Peter’s rebuke of Jesus ― “God forbid [you should go to Jerusalem and be killed!]” ― was not a call for some glorious political kingdom. But it’s similar to Satan’s temptation insofar as Peter wanted to limit Jesus’ mission to something occuring merely within this world. Peter very sincerely wanted Jesus not to suffer and die but to live a long and healthy life. He wanted his teachings and the community around Jesus to flourish. It’s hard not to sympathize. But Jesus’ forceful response highlights that his mission was not to establish a merely earthly community. His mission was to die and, somehow, by dying, bring that earthly community to heaven.

The temptation of Satan and Peter reappears in this week’s Gospel in the words of those standing by as Jesus is crucified. “If you are King of the Jews,” the soldiers taunt him, “save yourself!” They are looking for a king ― even one with supernatural power ― who can dissolve the tyranny around him and prove his worth by coming down from a cross. What kind of king suffers at the hands of his enemies? One of the criminals even “reviled” him: “Are you not the Christ? Save yourself and save us!”

This is the last and hardest temptation, the temptation to create a kingdom without suffering. It is a temptation we face too. We also wonder what Jesus is doing about our suffering. Shouldn’t the king of the universe prevent and take away the world’s agonies? Shouldn’t the Christ relieve our pains? “Aren’t you supposed to be Christ the King?! Save yourself and save us!” 

But Jesus’ kingdom is not free from earthly suffering, neither for us nor for him. Instead, Jesus reveals his kingship precisely by suffering. He is among his people in their agony. Our king is anxious like we are. He is heartbroken, wounded, and ailing like we are. He weeps for his dead friends like we do. Above all, he dies and is buried as we will be. The king of the universe has not decided to redeem us from a distance. He is in the fray. That is how Christ is king. He is a king who is with us, among us, and alongside us through his own suffering, agonizing, and dying. 

But if Jesus is king in his agonizing alongside us, he is king, too, when he assures us that our suffering and dying is not the last word. He has gone to the very bottom of our existence and, by rising from it — by rising from death — given us new reason to hope. For we know now, as Saint Paul said, that “if we have been united with him in a death like his, we shall certainly be united with him in a resurrection like his” (Rom 6:5). 

Christ is king.
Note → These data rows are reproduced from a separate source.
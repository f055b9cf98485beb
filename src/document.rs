#![deny(missing_docs)]

//! # API Document Model
//!
//! Definition of the Intermediate Representation (IR) structures describing a
//! remote API prior to target-language mapping.
//!
//! These structs are the generator's only input besides [`crate::settings::ClientSettings`]:
//! callers build an [`ApiDocument`] (typically from an OpenAPI description,
//! which is outside this crate's scope) and hand it to [`crate::generate`].
//! The document is read-only for the duration of a run.

use serde::{Deserialize, Serialize};

/// An ordered collection of API operations.
///
/// Operation order is significant: generated declarations follow document
/// order so that regenerated output diffs stay stable.
#[derive(Debug, Clone, Default, PartialEq, Serialize, Deserialize)]
pub struct ApiDocument {
    /// All operations of the API, in declaration order.
    pub operations: Vec<Operation>,
}

/// One callable API endpoint with parameters and possible responses.
#[derive(Debug, Clone, PartialEq, Serialize, Deserialize)]
pub struct Operation {
    /// Logical client group this operation belongs to (e.g. `"Person"`).
    pub tag: String,
    /// Raw operation name (e.g. `"GetPerson"`); sanitized during compilation.
    pub name: String,
    /// HTTP method: "GET", "POST", etc. Request-construction metadata only.
    pub method: String,
    /// URL path template (e.g. `"/persons/{id}"`).
    pub path: String,
    /// Parameters in declaration order.
    pub parameters: Vec<Parameter>,
    /// Possible responses keyed by status category.
    pub responses: Vec<ResponseDef>,
    /// Human-readable description, rendered as a `<summary>` doc comment.
    pub description: Option<String>,
    /// Whether the operation is deprecated (`[System.Obsolete]` on output).
    pub deprecated: bool,
}

/// Where a parameter is carried in the request.
#[derive(Debug, Clone, Copy, PartialEq, Eq, Serialize, Deserialize)]
#[serde(rename_all = "lowercase")]
pub enum ParameterPosition {
    /// Substituted into the URL path template.
    Path,
    /// Appended to the query string.
    Query,
    /// Sent as an HTTP header.
    Header,
    /// Serialized as the request body.
    Body,
}

/// A single operation parameter.
#[derive(Debug, Clone, PartialEq, Serialize, Deserialize)]
pub struct Parameter {
    /// Raw parameter name as it appears in the API description.
    pub name: String,
    /// Where the parameter is carried.
    pub position: ParameterPosition,
    /// Abstract type of the parameter.
    #[serde(rename = "type")]
    pub type_ref: TypeReference,
    /// Whether the parameter must be supplied.
    pub required: bool,
    /// Optional C# default literal (e.g. `"false"`, `"null"`).
    pub default: Option<String>,
}

/// Status classification of a response definition.
#[derive(Debug, Clone, Copy, PartialEq, Eq, Serialize, Deserialize)]
#[serde(rename_all = "lowercase")]
pub enum StatusCategory {
    /// 2xx responses; supplies the method return type.
    Success,
    /// 4xx/5xx responses; surfaced as thrown exceptions in generated code.
    Error,
    /// Fallback response for undeclared status codes.
    Default,
}

/// One declared response of an operation.
#[derive(Debug, Clone, PartialEq, Serialize, Deserialize)]
pub struct ResponseDef {
    /// Status classification.
    pub category: StatusCategory,
    /// Body type, if the response carries one.
    #[serde(rename = "type")]
    pub type_ref: Option<TypeReference>,
    /// Whether an absent body is legal for this response.
    pub nullable: bool,
}

/// Abstract schema-level type description prior to C# mapping.
#[derive(Debug, Clone, PartialEq, Serialize, Deserialize)]
pub struct TypeReference {
    /// The structural kind of the type.
    pub kind: TypeKind,
    /// Whether the occurrence admits `null`; kept separate from the kind so
    /// the emitter can render C# `?` syntax explicitly.
    #[serde(default)]
    pub nullable: bool,
    /// Whether the type is eligible for the streaming-element form when the
    /// enclosing operation opts into large-array streaming.
    #[serde(default)]
    pub streamable: bool,
}

impl TypeReference {
    /// Convenience constructor for a non-nullable, non-streamable reference.
    pub fn new(kind: TypeKind) -> Self {
        TypeReference {
            kind,
            nullable: false,
            streamable: false,
        }
    }

    /// Returns a copy with the nullable flag set.
    pub fn nullable(mut self) -> Self {
        self.nullable = true;
        self
    }

    /// Returns a copy with the streamable flag set.
    pub fn streamable(mut self) -> Self {
        self.streamable = true;
        self
    }
}

/// Tagged variant over the supported schema shapes.
#[derive(Debug, Clone, PartialEq, Serialize, Deserialize)]
#[serde(rename_all = "lowercase")]
pub enum TypeKind {
    /// A scalar type.
    Primitive(PrimitiveKind),
    /// An ordered collection of a single element type.
    Array(Box<TypeReference>),
    /// A named object (DTO) type.
    Object(String),
    /// A named enumeration with its member names.
    Enum {
        /// Enum type name.
        name: String,
        /// Member names, in declaration order.
        members: Vec<String>,
    },
    /// A generic container such as `Page<T>`.
    Generic {
        /// Container type name.
        name: String,
        /// The single type argument.
        arg: Box<TypeReference>,
    },
}

/// The scalar kinds recognized by the type mapper.
#[derive(Debug, Clone, PartialEq, Serialize, Deserialize)]
#[serde(rename_all = "lowercase")]
pub enum PrimitiveKind {
    /// UTF-8 text.
    String,
    /// 32-bit signed integer.
    Integer,
    /// 64-bit signed integer.
    Long,
    /// 32-bit floating point.
    Float,
    /// 64-bit floating point.
    Double,
    /// True/false.
    Boolean,
    /// Point in time with offset.
    DateTime,
    /// RFC 4122 identifier.
    Uuid,
    /// Raw bytes.
    Binary,
    /// An unrecognized schema kind; the raw kind string is kept for
    /// diagnostics and the mapper degrades it to an opaque value type.
    Unknown(String),
}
His throne is a cross. In God’s kingdom, earthly suffering has not been banished, but is precisely that which makes us most like Jesus, that which makes us most like God. Christ is king because he transforms our suffering into glory. “Jesus,” the Good Thief implored amidst his own agony, “remember me when you come into your kingdom.” It would be three days until Jesus did that. Yet he assures the thief that his pain is already a participation in that kingdom: today you will be with me in Paradise.”